Photographs of a series of processional sculptures in Murcia, by Francisco Salzillo. Museum nos. 1124-1926 – 1129-1926. © Victoria and Albert Museum
ThisVirgin of Sorrows was an imagen de vestir – a “dressable image” – meaning that her clothes, instead of being carved from wood like her face and hands, were purpose-made fabric garments.
The figures in Spanish processional sculpture were usually life-size and painted to look as real as possible, with glass eyes and even realistic looking tears. Sometimes, the limbs on these “dressable” figures were articulated, so that they could be made to change position. Here, you can see an example of an undressed, articulated sculpture, now in the National Sculpture Museum in Valladolid, standing in his underwear as though waiting to be dressed. Giving the sculpture moveable arms and legs meant that the same figure could be used to represent different scenes. This was the case with the sculpture known as Nuestro Padre Jesús del Gran Poder, made for a confraternity in Seville in 1620 by sculptor Juan de Mesa. Grima’s chromolithograph reveals how the whole paso looked in 1887, while Sargent’s photograph focused on the face of Christ (1065-1926).

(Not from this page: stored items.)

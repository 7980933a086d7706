//! Toast notification component
//!
//! A short confirmation that overlays the bottom-right corner and expires on
//! its own.

use crate::tui::theme::Theme;
use ratatui::{
    layout::{Alignment, Rect},
    style::Style,
    widgets::{Block, Borders, Clear, Paragraph},
    Frame,
};
use std::time::{Duration, Instant};
use unicode_width::UnicodeWidthStr;

const TOAST_DURATION: Duration = Duration::from_secs(2);

pub struct Toast {
    pub message: String,
    expires_at: Instant,
}

impl Toast {
    pub fn new(message: impl Into<String>, now: Instant) -> Self {
        Self {
            message: message.into(),
            expires_at: now + TOAST_DURATION,
        }
    }

    pub fn is_expired(&self, now: Instant) -> bool {
        now >= self.expires_at
    }

    /// Render on top of everything else in `area`
    pub fn render(&self, f: &mut Frame, area: Rect, theme: &Theme) {
        let width = (self.message.width() as u16 + 4).min(area.width.saturating_sub(4));
        let height = 3;
        let x = area.right().saturating_sub(width + 2);
        let y = area.bottom().saturating_sub(height + 2);
        let toast_area = Rect::new(x, y, width, height).intersection(area);

        let block = Block::default()
            .borders(Borders::ALL)
            .border_type(theme.border_type)
            .border_style(Style::default().fg(theme.highlight))
            .style(Style::default().bg(theme.background));

        let text = Paragraph::new(self.message.as_str())
            .alignment(Alignment::Center)
            .style(Style::default().fg(theme.foreground))
            .block(block);

        f.render_widget(Clear, toast_area);
        f.render_widget(text, toast_area);
    }
}
//! Element: one displayable row

use super::object::ObjectRef;
use ratatui::style::Color;
use std::cell::OnceCell;
use std::fmt;
use std::rc::Rc;

/// Breadcrumb label of the synthetic root element
pub const ROOT_BREADCRUMB: &str = "Objects";

/// What an element shows
#[derive(Clone)]
pub enum ElementKind {
    /// A (possibly null) reference to an inspected object
    Value(Option<ObjectRef>),
    /// Non-navigable section header with a presentation color
    Header(Color),
}

struct ElementData {
    kind: ElementKind,
    label: String,
    breadcrumb: OnceCell<String>,
}

/// A value row or section header
///
/// Cloning is cheap and shares the memoized breadcrumb, so an element that
/// moves from the children cache onto the navigation path keeps its text.
#[derive(Clone)]
pub struct Element(Rc<ElementData>);

impl Element {
    fn new(kind: ElementKind, label: impl Into<String>) -> Self {
        Self(Rc::new(ElementData {
            kind,
            label: label.into(),
            breadcrumb: OnceCell::new(),
        }))
    }

    pub fn value(label: impl Into<String>, value: Option<ObjectRef>) -> Self {
        Self::new(ElementKind::Value(value), label)
    }

    pub fn header(label: impl Into<String>, color: Color) -> Self {
        Self::new(ElementKind::Header(color), label)
    }

    /// Synthetic path root wrapping the root collection
    pub fn root(roots: ObjectRef) -> Self {
        let element = Self::value(ROOT_BREADCRUMB, Some(roots));
        let _ = element.0.breadcrumb.set(ROOT_BREADCRUMB.to_string());
        element
    }

    pub fn kind(&self) -> &ElementKind {
        &self.0.kind
    }

    pub fn label(&self) -> &str {
        &self.0.label
    }

    /// The referenced object; `None` for null rows and headers
    pub fn object(&self) -> Option<&ObjectRef> {
        match &self.0.kind {
            ElementKind::Value(value) => value.as_ref(),
            ElementKind::Header(_) => None,
        }
    }

    pub fn is_header(&self) -> bool {
        matches!(self.0.kind, ElementKind::Header(_))
    }

    pub fn header_color(&self) -> Option<Color> {
        match self.0.kind {
            ElementKind::Header(color) => Some(color),
            ElementKind::Value(_) => None,
        }
    }

    /// Breadcrumb text if it has been computed
    pub fn breadcrumb(&self) -> Option<&str> {
        self.0.breadcrumb.get().map(String::as_str)
    }

    /// Breadcrumb text, computing it with `compute` on first access only
    pub fn breadcrumb_with(&self, compute: impl FnOnce() -> String) -> &str {
        self.0.breadcrumb.get_or_init(compute)
    }

    /// Same element instance (not just equal contents)
    pub fn ptr_eq(&self, other: &Element) -> bool {
        Rc::ptr_eq(&self.0, &other.0)
    }
}

impl fmt::Debug for Element {
    fn fmt(&self, f: &mut fmt::Formatter<'_>) -> fmt::Result {
        match &self.0.kind {
            ElementKind::Value(Some(value)) => {
                write!(f, "Element({} = {})", self.0.label, value.type_key())
            }
            ElementKind::Value(None) => write!(f, "Element({} = null)", self.0.label),
            ElementKind::Header(_) => write!(f, "Header({})", self.0.label),
        }
    }
}

#[cfg(test)]
mod tests {
    use super::*;
    use crate::browser::object::obj;
    use std::cell::Cell;

    #[test]
    fn breadcrumb_is_computed_once_and_shared_by_clones() {
        let element = Element::value("x", Some(obj(1_i32)));
        let calls = Cell::new(0);
        let compute = || {
            calls.set(calls.get() + 1);
            "Parent.x".to_string()
        };
        assert_eq!(element.breadcrumb(), None);
        assert_eq!(element.breadcrumb_with(compute), "Parent.x");

        let copy = element.clone();
        assert_eq!(
            copy.breadcrumb_with(|| {
                calls.set(calls.get() + 1);
                "other".to_string()
            }),
            "Parent.x"
        );
        assert_eq!(calls.get(), 1);
        assert!(copy.ptr_eq(&element));
    }

    #[test]
    fn root_has_preset_breadcrumb() {
        let root = Element::root(obj(String::from("roots")));
        assert_eq!(root.breadcrumb(), Some(ROOT_BREADCRUMB));
        assert!(root.object().is_some());
    }

    #[test]
    fn headers_carry_no_object() {
        let header = Element::header("Fields", Color::Cyan);
        assert!(header.is_header());
        assert!(header.object().is_none());
        assert_eq!(header.header_color(), Some(Color::Cyan));
    }
}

Not only are processional sculptures moving objects with moveable parts, but they are also changed and adapted as time passes.

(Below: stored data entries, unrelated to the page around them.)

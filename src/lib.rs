//! objscope - browse a live object graph from the terminal
//!
//! The [`browser`] module is the engine: handler resolution per runtime type,
//! the breadcrumb path and the throttled children cache. Everything else is
//! the application around it: configuration, logging, a demo graph, a
//! headless tree dump and the ratatui front-end.

pub mod browser;
pub mod cli;
pub mod config;
pub mod demo;
pub mod dump;
pub mod logging;
pub mod tui;
// ─────────────────────────────────────────────────────────────────────────────
// Registration
// ─────────────────────────────────────────────────────────────────────────────

/// Declare the demo types and install the entity handler
pub fn register_types(browser: &Browser) {
    browser.register_type(
        TypeInfo::value::<Vec2>()
            .field("x", |v: &Vec2| v.x)
            .field("y", |v: &Vec2| v.y)
            .property("length", |v: &Vec2| Ok(v.length()))
            .build(),
    );
    browser.register_type(
        TypeInfo::class::<Transform>()
            .field("position", |t: &Transform| t.position.get())
            .field("velocity", |t: &Transform| t.velocity.get())
            .field("rotation", |t: &Transform| t.rotation.get())
            .build(),
    );
    browser.register_type(
        TypeInfo::class::<Health>()
            .field("current", |h: &Health| h.current.get())
            .field("max", |h: &Health| h.max)
            .property("ratio", |h: &Health| Ok(h.ratio()))
            .property("regen", |_: &Health| -> Result<f32, ReadError> {
                Err(ReadError::Unsupported)
            })
            .property("last_hit", |h: &Health| {
                h.last_hit
                    .get()
                    .ok_or_else(|| ReadError::InvalidState("never hit".to_string()))
            })
            .build(),
    );
    browser.register_type(
        TypeInfo::class::<Item>()
            .field("name", |i: &Item| i.name)
            .field("weight", |i: &Item| i.weight)
            .build(),
    );
    browser.register_type(
        TypeInfo::class::<Actor>()
            .field("id", |a: &Actor| a.id)
            .field("name", |a: &Actor| a.name.clone())
            .field("spawned_at", |a: &Actor| a.spawned_at)
            .build(),
    );
    browser.register_type(
        TypeInfo::class::<Entity>()
            .base::<Actor>(|e| &e.actor)
            .field_ref::<Transform>("transform", |e: &Entity| Some(e.transform.clone() as ObjectRef))
            .field_ref::<Health>("health", |e: &Entity| Some(e.health.clone() as ObjectRef))
            .field_ref::<ObjectList>("inventory", |e: &Entity| {
                Some(e.inventory.clone() as ObjectRef)
            })
            .backing_field("speed", |e: &Entity| e.speed.get())
            .property("speed", |e: &Entity| Ok(e.speed()))
            .build(),
    );
    browser.register_type(
        TypeInfo::class::<World>()
            .field_ref::<ObjectList>("entities", |w: &World| Some(w.entities.clone() as ObjectRef))
            .field("tick", |w: &World| w.tick.get())
            .field("elapsed", |w: &World| w.elapsed.get())
            .field("gravity", |w: &World| w.gravity)
            .property("population", |w: &World| Ok(w.entities.len()))
            .build(),
    );
    browser.register_handler(TypeKey::of::<Entity>(), Rc::new(EntityHandler));
}

/// Build the demo graph and add its roots to `browser`
pub fn populate(browser: &Browser, population: usize, seed: u64) -> Rc<World> {
    register_types(browser);
    let world = World::new(population, seed);
    browser.add(world.clone());
    browser.add(obj(services(&world)));
    browser.add(world.entities.clone());
    tracing::info!("Demo world ready with {} entities", population);
    world
}
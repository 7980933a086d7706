//! Configuration for the browser front-end
//!
//! Configuration is loaded in order of precedence:
//! 1. Environment variables (highest priority)
//! 2. Config file (~/.config/objscope/config.toml)
//! 3. Built-in defaults (lowest priority)
//!
//! Command-line overrides (`--refresh`, `--theme`) are applied on top by `main`.

use anyhow::{Context, Result};
use serde::Deserialize;
use std::path::{Path, PathBuf};

// ─────────────────────────────────────────────────────────────────────────────
// Submodules
// ─────────────────────────────────────────────────────────────────────────────

mod browser;
mod observability;
mod serialization;


// ─────────────────────────────────────────────────────────────────────────────
// Re-exports
// ─────────────────────────────────────────────────────────────────────────────

pub use browser::{
    clamp_refresh, BrowserConfig, DemoConfig, FileBrowser, FileDemo, DEFAULT_REFRESH_SECS,
    MAX_REFRESH_SECS, MIN_REFRESH_SECS,
};
pub use observability::{FileLogging, LogRotation, LoggingConfig};

// ─────────────────────────────────────────────────────────────────────────────
// Constants
// ─────────────────────────────────────────────────────────────────────────────

/// Version info
pub const VERSION: &str = env!("CARGO_PKG_VERSION");

/// Environment variable overriding the theme
pub const ENV_THEME: &str = "OBJSCOPE_THEME";
/// Environment variable overriding the refresh interval (seconds)
pub const ENV_REFRESH: &str = "OBJSCOPE_REFRESH";
/// Environment variable overriding the demo entity count
pub const ENV_ENTITIES: &str = "OBJSCOPE_ENTITIES";

// ─────────────────────────────────────────────────────────────────────────────
// Application Configuration
// ─────────────────────────────────────────────────────────────────────────────

/// Application configuration
#[derive(Debug, Clone, PartialEq)]
pub struct Config {
    /// Theme name: "dark", "light", "mono"
    pub theme: String,

    /// Show the logs panel at startup
    pub show_logs: bool,

    /// Session defaults
    pub browser: BrowserConfig,

    /// Demo object graph
    pub demo: DemoConfig,

    /// Logging configuration
    pub logging: LoggingConfig,
}

impl Default for Config {
    fn default() -> Self {
        Self {
            theme: "dark".to_string(),
            show_logs: false,
            browser: BrowserConfig::default(),
            demo: DemoConfig::default(),
            logging: LoggingConfig::default(),
        }
    }
}

// ─────────────────────────────────────────────────────────────────────────────
// File Configuration (deserialization layer)
// ─────────────────────────────────────────────────────────────────────────────

/// Config file structure
#[derive(Debug, Deserialize, Default)]
pub(crate) struct FileConfig {
    pub theme: Option<String>,
    pub show_logs: Option<bool>,

    /// Optional [browser] section
    pub browser: Option<FileBrowser>,

    /// Optional [demo] section
    pub demo: Option<FileDemo>,

    /// Optional [logging] section
    pub logging: Option<FileLogging>,
}

// ─────────────────────────────────────────────────────────────────────────────
// Configuration Loading
// ─────────────────────────────────────────────────────────────────────────────

impl Config {
    /// Get the config file path: ~/.config/objscope/config.toml
    /// Uses Unix-style ~/.config on all platforms for consistency
    pub fn config_path() -> Option<PathBuf> {
        dirs::home_dir().map(|p| p.join(".config").join("objscope").join("config.toml"))
    }

    /// Create config file with defaults if it doesn't exist
    /// Called during startup to help users discover configuration options
    pub fn ensure_config_exists() {
        let Some(path) = Self::config_path() else {
            return;
        };

        // Don't overwrite existing config
        if path.exists() {
            return;
        }

        if let Some(parent) = path.parent() {
            if std::fs::create_dir_all(parent).is_err() {
                return; // Config is optional
            }
        }

        // Config::default().to_toml() is the single source of truth
        let _ = std::fs::write(&path, Self::default().to_toml());
    }

    /// Load the config file at `path`, if present
    ///
    /// A file that exists but cannot be read or parsed is an error: a broken
    /// config should fail fast, not silently fall back to defaults.
    fn load_file_config(path: &Path) -> Result<FileConfig> {
        match std::fs::read_to_string(path) {
            Ok(contents) => toml::from_str(&contents).with_context(|| {
                format!(
                    "Failed to parse {} (to reset it, run `objscope config --reset`)",
                    path.display()
                )
            }),
            Err(e) if e.kind() == std::io::ErrorKind::NotFound => Ok(FileConfig::default()),
            Err(e) => Err(e).with_context(|| format!("Cannot read {}", path.display())),
        }
    }

    /// Load configuration: env vars > file > defaults
    pub fn from_env() -> Result<Self> {
        let file = match Self::config_path() {
            Some(path) => Self::load_file_config(&path)?,
            None => FileConfig::default(),
        };
        Ok(Self::from_sources(file, |key| std::env::var(key).ok()))
    }

    /// Merge a parsed file with an environment lookup
    pub(crate) fn from_sources(file: FileConfig, env: impl Fn(&str) -> Option<String>) -> Self {
        // Theme: env > file > default
        let theme = env(ENV_THEME)
            .or(file.theme)
            .unwrap_or_else(|| "dark".to_string());

        let show_logs = file.show_logs.unwrap_or(false);

        // Refresh interval: env > file > default, always clamped
        let mut browser = BrowserConfig::from_file(file.browser);
        if let Some(secs) = env(ENV_REFRESH).and_then(|v| v.trim().parse::<f64>().ok()) {
            browser.refresh_interval = clamp_refresh(secs);
        }

        // Entity count: env > file > default
        let mut demo = DemoConfig::from_file(file.demo);
        if let Some(count) = env(ENV_ENTITIES).and_then(|v| v.trim().parse::<usize>().ok()) {
            demo.entities = count;
        }

        let logging = LoggingConfig::from_file(file.logging);

        Self {
            theme,
            show_logs,
            browser,
            demo,
            logging,
        }
    }

    /// Apply command-line overrides
    pub fn apply_overrides(&mut self, refresh: Option<f64>, theme: Option<String>) {
        if let Some(secs) = refresh {
            self.browser.refresh_interval = clamp_refresh(secs);
        }
        if let Some(theme) = theme {
            self.theme = theme;
        }
    }
}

There are two photographs in the Sargent collection which show this very well. Both capture a paso belonging to the confraternity of Santa Marina in Seville: 1084-1926, which we saw earlier, and 1083-1926, taken in a different year, in which we can no longer see the sculptures of Joseph of Arimathea and Nicodemus occupied at the crucifix.
However, when the sculpture was taken on procession in around 1887, it had yet another composition. This time, as Grima’s chromolithograph reveals, only one of these two men appeared in the scene (standing just behind the Virgin, on her left hand side). Spot-the-difference has played an unexpectedly important role in my research!
The episode represented in this sculpture – a scene known as the Deposition – becomes truly alive in some processions in other parts of Spain. In one paso in the city of León, for example, it is not sculpted men who take Christ down from the cross, but real men; two members of the confraternity climb up the ladders and solemnly remove the sculpture of the dead Christ, in a ritual called the Desenclavo (un-nailing). It is difficult for photography to convey the essential element of movement, and the almost uncanny mix of reality and representation, experienced in these processions.
How did Sargent use the photographs in his paintings? We know that, in the 1890s, the painter was conducting research for his most ambitious project to date, the Triumph of Religion murals for the Boston Public Library. In 1895, he went to Spain to examine sculptures of the Virgin Mary, which is probably when he bought many of these photographs.
When he came to creating his own Virgin of Sorrows, installed in Boston in 1916, he clearly drew on the sculpted Spanish virgins in his photographic collection. For example, the tall, symmetrically arranged candles in the foreground of Sargent’s painting appear countless times in front of the processional virgins.
The striking motif of the seven swords piercing the Virgin’s heart was probably inspired by a sculpture in Salamanca (1924-1926). According to Catholic tradition, these swords each symbolised one of the seven sorrows which marked the Virgin’s life.
Finally, the crescent moon and blank, rigid facial expression of Sargent’s Boston Virgin recalls the photograph of Nuestra Señora de las Angustias, the patroness of Granada (1058-1926), a sculpture traditionally taken on procession not during Holy Week, but in September.
Finding such clear connections between Sargent’s work and the photographs he collected has been an unexpected outcome of what was already an exciting chance to explore these little-known objects. The photographs give us a glimpse of the artist’s working methods, revealing how he researched his works and drew from different sources to create his own paintings.